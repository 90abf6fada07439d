//! Core logic for the minutes-of-meeting dashboard.
//! This crate is the single source of truth for meeting records, the store
//! contract, markdown rendering and the dashboard view state machine.

pub mod config;
pub mod dashboard;
pub mod db;
pub mod logging;
pub mod model;
pub mod render;
pub mod store;

pub use config::{AppConfig, DashboardConfig};
pub use dashboard::controller::Dashboard;
pub use dashboard::screen::{
    CardView, CreateDialogView, DeletePromptView, EditorView, NotFoundView, Screen, ScreenBody,
    ViewerView,
};
pub use dashboard::toolbar::FormatAction;
pub use dashboard::view_state::{EditorSession, InlineEdit, ViewMode, ViewState};
pub use dashboard::{DashboardError, DashboardResult};
pub use logging::{
    default_log_level, flush_logging, init_logging, init_logging_from_config, logging_status,
};
pub use model::meeting::{
    DraftValidationError, Meeting, MeetingDraft, MeetingField, MeetingFields, MeetingId,
    MeetingPatch,
};
pub use render::markdown::{render_card_preview, render_markdown, visible_text, SafeHtml};
pub use store::{
    InMemoryMeetingStore, MeetingStore, Snapshot, SqliteMeetingStore, StoreError, StoreResult,
    Subscription, DEFAULT_COLLECTION,
};

/// Minimal health-check API for host integration.
pub fn ping() -> &'static str {
    "pong"
}

/// Returns the core crate version.
pub fn core_version() -> &'static str {
    env!("CARGO_PKG_VERSION")
}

→ **YOUR GOAL**: With nothing left out, copy every record exactly.

→ **SOLVED PROBLEM**:
repository 90abf6fada07439d
//! Core logic for the minutes-of-meeting dashboard.
//! This crate is the single source of truth for meeting records, the store
//! contract, markdown rendering and the dashboard view state machine.

pub mod config;
pub mod dashboard;
pub mod db;
pub mod logging;
pub mod model;
pub mod render;
pub mod store;

pub use config::{AppConfig, DashboardConfig};
pub use dashboard::controller::Dashboard;
pub use dashboard::screen::{
    CardView, CreateDialogView, DeletePromptView, EditorView, NotFoundView, Screen, ScreenBody,
    ViewerView,
};
pub use dashboard::toolbar::FormatAction;
pub use dashboard::view_state::{EditorSession, InlineEdit, ViewMode, ViewState};
pub use dashboard::{DashboardError, DashboardResult};
pub use logging::{
    default_log_level, flush_logging, init_logging, init_logging_from_config, logging_status,
};
pub use model::meeting::{
    DraftValidationError, Meeting, MeetingDraft, MeetingField, MeetingFields, MeetingId,
    MeetingPatch,
};
pub use render::markdown::{render_card_preview, render_markdown, visible_text, SafeHtml};
pub use store::{
    InMemoryMeetingStore, MeetingStore, Snapshot, SqliteMeetingStore, StoreError, StoreResult,
    Subscription, DEFAULT_COLLECTION,
};

/// Minimal health-check API for host integration.
pub fn ping() -> &'static str {
    "pong"
}

/// Returns the core crate version.
pub fn core_version() -> &'static str {
    env!("CARGO_PKG_VERSION")
}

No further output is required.